Duck!

My fellow isn’t impressed with ducks.  It doesn’t matter which species, I excitedly show him a latest image and he dismisses it with, “it’s a duck.”  If I press him, “it’s a nice picture of a duck.  But…it’s a duck.” As far as I’m concerned, he couldn’t be further from the truth!  These birds are elegant, colourful, beautiful, interesting, no “just” about it.

There is part of one of the ponds of the Leslie Spit that is unfrozen and gives patient photographers wonderful opportunity to watch and photograph a variety of winter species of ducks. All three species of mergansers are represented as well as a variety of others.

A female Red-Breasted Merganser swims by.

A male Common Merganser

A male Hooded Merganser is unsteady on the ice. Ultimately, it ended up just plopping down in an undignified manner, then spent some time preening.

The serrated beak on this male Red-breasted Merganser can be seen here and illustrates why Mergansers are sometimes referred to as sawbills. Mergansers are fish eaters and the hooks help them hang onto their prey.

A Common Goldeneye, aptly-named. They nest in trees!

A female Oldsquaw.
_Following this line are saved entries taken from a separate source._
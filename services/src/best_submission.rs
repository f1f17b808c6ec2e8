//! Maintains the single best graded submission per participant and problem.
//!
//! Writers for the same pair are serialised by an in-process lock, and every
//! write is conditional on the row's version so that a second process racing
//! on the same database re-reads instead of overwriting.

use std::cmp::Ordering;
use std::collections::HashMap;
use std::sync::Arc;

use chrono::{DateTime, Utc};
use db::models::{
    assignment, assignment_problem, assignment_user, assignment_user::ParticipantStatus,
    best_submission, submission,
};
use sea_orm::sea_query::Expr;
use sea_orm::{
    ActiveModelTrait, ColumnTrait, ConnectionTrait, DatabaseConnection, DbErr, EntityTrait,
    IntoActiveModel, QueryFilter, Set, SqlErr, TransactionTrait,
};
use serde::Deserialize;
use tracing::{debug, info};
use validator::{Validate, ValidationError};

use crate::error::{EngineError, EngineResult};
use crate::locks::KeyedLocks;
use crate::score_aggregator::ScoreAggregator;

/// Sort key for submissions of one pair; greater is better.
///
/// Higher score wins, then lower run time, then lower memory, then the later
/// submission, then the higher submission id.
#[derive(Debug, Clone, Copy, PartialEq, Eq)]
pub struct SubmissionRank {
    pub score: i64,
    pub total_time: i64,
    pub total_memory: i64,
    pub submitted_at: DateTime<Utc>,
    pub submission_id: i64,
}

impl Ord for SubmissionRank {
    fn cmp(&self, other: &Self) -> Ordering {
        self.score
            .cmp(&other.score)
            .then_with(|| other.total_time.cmp(&self.total_time))
            .then_with(|| other.total_memory.cmp(&self.total_memory))
            .then_with(|| self.submitted_at.cmp(&other.submitted_at))
            .then_with(|| self.submission_id.cmp(&other.submission_id))
    }
}

impl PartialOrd for SubmissionRank {
    fn partial_cmp(&self, other: &Self) -> Option<Ordering> {
        Some(self.cmp(other))
    }
}

impl From<&submission::Model> for SubmissionRank {
    fn from(s: &submission::Model) -> Self {
        Self {
            score: s.score,
            total_time: s.total_time,
            total_memory: s.total_memory,
            submitted_at: s.submitted_at,
            submission_id: s.id,
        }
    }
}

impl From<&best_submission::Model> for SubmissionRank {
    fn from(b: &best_submission::Model) -> Self {
        Self {
            score: b.score,
            total_time: b.total_time,
            total_memory: b.total_memory,
            submitted_at: b.submitted_at,
            submission_id: b.submission_id,
        }
    }
}

/// A scored submission handed over by the grading pipeline.
#[derive(Debug, Clone, Deserialize, Validate)]
#[validate(schema(function = "score_within_max"))]
pub struct GradedSubmission {
    pub assignment_user_id: i64,
    pub problem_id: i64,
    #[validate(range(min = 0))]
    pub score: i64,
    #[validate(range(min = 0))]
    pub max_score: i64,
    #[validate(range(min = 0))]
    pub total_time: i64,
    #[validate(range(min = 0))]
    pub total_memory: i64,
    pub submitted_at: DateTime<Utc>,
}

fn score_within_max(graded: &GradedSubmission) -> Result<(), ValidationError> {
    if graded.score > graded.max_score {
        return Err(ValidationError::new("score")
            .with_message("score must not exceed max_score".into()));
    }
    Ok(())
}

/// What happened to the best row of a pair.
#[derive(Debug, Clone, PartialEq, Eq)]
pub enum Selection {
    /// First graded submission for the pair.
    Inserted(best_submission::Model),
    Replaced(best_submission::Model),
    /// The incoming submission did not beat the current best.
    Unchanged(best_submission::Model),
}

impl Selection {
    pub fn best(&self) -> &best_submission::Model {
        match self {
            Selection::Inserted(b) | Selection::Replaced(b) | Selection::Unchanged(b) => b,
        }
    }

    pub fn changed(&self) -> bool {
        !matches!(self, Selection::Unchanged(_))
    }
}

#[derive(Debug, Clone, PartialEq, Eq)]
pub struct LeaderboardEntry {
    pub rank: usize,
    pub student_id: i64,
    pub best: best_submission::Model,
}

pub struct BestSubmissionSelector {
    db: DatabaseConnection,
    pair_locks: KeyedLocks<(i64, i64)>,
    participant_locks: Arc<KeyedLocks<i64>>,
    max_cas_attempts: u32,
}

impl BestSubmissionSelector {
    pub fn new(
        db: DatabaseConnection,
        participant_locks: Arc<KeyedLocks<i64>>,
        max_cas_attempts: u32,
    ) -> Self {
        Self {
            db,
            pair_locks: KeyedLocks::new(),
            participant_locks,
            max_cas_attempts: max_cas_attempts.max(1),
        }
    }

    /// Stores a graded submission and runs best-submission selection on it.
    ///
    /// The participant must exist, the problem must belong to the
    /// participant's assignment and the submission must fall inside the
    /// assignment window unless late work is allowed.
    pub async fn record_graded_submission(
        &self,
        graded: GradedSubmission,
    ) -> EngineResult<(submission::Model, Selection)> {
        graded.validate()?;

        let participant = assignment_user::Entity::find_by_id(graded.assignment_user_id)
            .one(&self.db)
            .await?
            .ok_or_else(|| EngineError::not_found("assignment_user", graded.assignment_user_id))?;
        let assignment = assignment::Entity::find_by_id(participant.assignment_id)
            .one(&self.db)
            .await?
            .ok_or_else(|| EngineError::not_found("assignment", participant.assignment_id))?;

        if assignment_problem::Model::find_one(&self.db, assignment.id, graded.problem_id)
            .await?
            .is_none()
        {
            return Err(EngineError::Validation(format!(
                "problem {} is not part of assignment {}",
                graded.problem_id, assignment.id
            )));
        }
        if !assignment.accepts_work_at(graded.submitted_at) {
            return Err(EngineError::InvalidStateTransition(format!(
                "assignment {} does not accept work submitted at {}",
                assignment.id, graded.submitted_at
            )));
        }

        let pair = (graded.assignment_user_id, graded.problem_id);
        let (stored, selection) = {
            let _guard = self.pair_locks.lock(pair).await;
            self.store_and_select(&graded).await?
        };

        log_selection(&stored, &selection);
        self.finalize_participant(stored.assignment_user_id).await?;
        Ok((stored, selection))
    }

    /// Inserts the submission and settles the best row in one transaction,
    /// so a failed selection leaves no orphaned submission behind.
    async fn store_and_select(
        &self,
        graded: &GradedSubmission,
    ) -> EngineResult<(submission::Model, Selection)> {
        for attempt in 1..=self.max_cas_attempts {
            let txn = self.db.begin().await?;

            let stored = submission::ActiveModel {
                assignment_user_id: Set(graded.assignment_user_id),
                problem_id: Set(graded.problem_id),
                score: Set(graded.score),
                max_score: Set(graded.max_score),
                total_time: Set(graded.total_time),
                total_memory: Set(graded.total_memory),
                submitted_at: Set(graded.submitted_at),
                ..Default::default()
            }
            .insert(&txn)
            .await?;

            let observed =
                best_submission::Model::find_for_pair(&txn, stored.assignment_user_id, stored.problem_id)
                    .await?;
            if let Some(selection) = apply_selection(&txn, &stored, observed).await? {
                txn.commit().await?;
                return Ok((stored, selection));
            }
            debug!(
                assignment_user_id = graded.assignment_user_id,
                problem_id = graded.problem_id,
                attempt,
                "lost best submission race, retrying"
            );
        }

        Err(conflict(graded.assignment_user_id, graded.problem_id))
    }

    /// Considers an already persisted graded submission for the best slot of
    /// its pair, then refreshes the participant's score and status.
    pub async fn on_submission_graded(&self, s: &submission::Model) -> EngineResult<Selection> {
        let selection = {
            let _guard = self.pair_locks.lock((s.assignment_user_id, s.problem_id)).await;
            self.select(s).await?
        };

        log_selection(s, &selection);
        self.finalize_participant(s.assignment_user_id).await?;
        Ok(selection)
    }

    async fn select(&self, s: &submission::Model) -> EngineResult<Selection> {
        for attempt in 1..=self.max_cas_attempts {
            let txn = self.db.begin().await?;

            let observed =
                best_submission::Model::find_for_pair(&txn, s.assignment_user_id, s.problem_id).await?;
            if let Some(selection) = apply_selection(&txn, s, observed).await? {
                txn.commit().await?;
                return Ok(selection);
            }
            debug!(submission_id = s.id, attempt, "lost best submission race, re-reading");
        }

        Err(conflict(s.assignment_user_id, s.problem_id))
    }

    /// Rewrites a submission's score and re-selects the best of its pair.
    /// The only path that may lower a best submission.
    pub async fn regrade(&self, submission_id: i64, new_score: i64) -> EngineResult<Selection> {
        let original = submission::Entity::find_by_id(submission_id)
            .one(&self.db)
            .await?
            .ok_or_else(|| EngineError::not_found("submission", submission_id))?;
        if new_score < 0 || new_score > original.max_score {
            return Err(EngineError::Validation(format!(
                "score {new_score} outside 0..={}",
                original.max_score
            )));
        }

        let pair = (original.assignment_user_id, original.problem_id);
        let selection = {
            let _guard = self.pair_locks.lock(pair).await;
            let txn = self.db.begin().await?;

            let mut active = original.into_active_model();
            active.score = Set(new_score);
            let regraded = active.update(&txn).await?;

            let candidates = submission::Model::find_for_pair(&txn, pair.0, pair.1).await?;
            let winner = candidates
                .iter()
                .max_by_key(|c| SubmissionRank::from(*c))
                .unwrap_or(&regraded);

            let selection = match best_submission::Model::find_for_pair(&txn, pair.0, pair.1).await? {
                None => Selection::Inserted(
                    best_submission::ActiveModel::from_submission(winner)
                        .insert(&txn)
                        .await?,
                ),
                Some(current) if current_matches(&current, winner) => Selection::Unchanged(current),
                Some(current) => match compare_and_set(&txn, &current, winner).await? {
                    Some(updated) => Selection::Replaced(updated),
                    None => {
                        return Err(EngineError::ConcurrencyConflict(format!(
                            "best submission {} changed during regrade",
                            current.id
                        )));
                    }
                },
            };

            txn.commit().await?;
            selection
        };

        info!(submission_id, new_score, best_submission_id = selection.best().submission_id, "regraded submission");
        self.finalize_participant(pair.0).await?;
        Ok(selection)
    }

    /// Recomputes the participant's score and marks them graded.
    async fn finalize_participant(&self, assignment_user_id: i64) -> EngineResult<()> {
        let _guard = self.participant_locks.lock(assignment_user_id).await;
        let txn = self.db.begin().await?;

        let participant = assignment_user::Entity::find_by_id(assignment_user_id)
            .one(&txn)
            .await?
            .ok_or_else(|| EngineError::not_found("assignment_user", assignment_user_id))?;
        let participant = ScoreAggregator::recompute_participant_score(&txn, participant).await?;

        if participant.status < ParticipantStatus::Graded {
            let mut active = participant.into_active_model();
            active.status = Set(ParticipantStatus::Graded);
            active.update(&txn).await?;
        }

        txn.commit().await?;
        Ok(())
    }

    pub async fn get_best_submission(
        &self,
        assignment_user_id: i64,
        problem_id: i64,
    ) -> EngineResult<Option<best_submission::Model>> {
        Ok(best_submission::Model::find_for_pair(&self.db, assignment_user_id, problem_id).await?)
    }

    pub async fn list_best_submissions(
        &self,
        assignment_user_id: i64,
    ) -> EngineResult<Vec<best_submission::Model>> {
        Ok(best_submission::Model::find_by_participant(&self.db, assignment_user_id).await?)
    }

    /// Best submissions of one problem across the assignment, best first.
    pub async fn leaderboard(
        &self,
        assignment_id: i64,
        problem_id: i64,
    ) -> EngineResult<Vec<LeaderboardEntry>> {
        if assignment::Entity::find_by_id(assignment_id).one(&self.db).await?.is_none() {
            return Err(EngineError::not_found("assignment", assignment_id));
        }

        let students: HashMap<i64, i64> =
            assignment_user::Model::find_by_assignment(&self.db, assignment_id)
                .await?
                .into_iter()
                .map(|p| (p.id, p.student_id))
                .collect();

        let rows =
            best_submission::Model::find_for_assignment_problem(&self.db, assignment_id, problem_id)
                .await?;
        Ok(rank_entries(rows, &students))
    }
}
This is the deepest diving duck – they can dive as deep as 60m!

A male Oldsquaw, showing his distinctive, elegant long feathers.

Peekaboo.

This Oldsquaw is swimming in magic hour glow.

This is a Northern Pintail. Isn’t he gorgeous?

The Hooded Merganser more in his element.

A Mallard coming in for a landing.

I’m not sure yet what this bird is. I think it’s a female White-winged Scoter.

A Common Goldeneye flies overhead.

Even the common Mallard looks spectacular at this time of day.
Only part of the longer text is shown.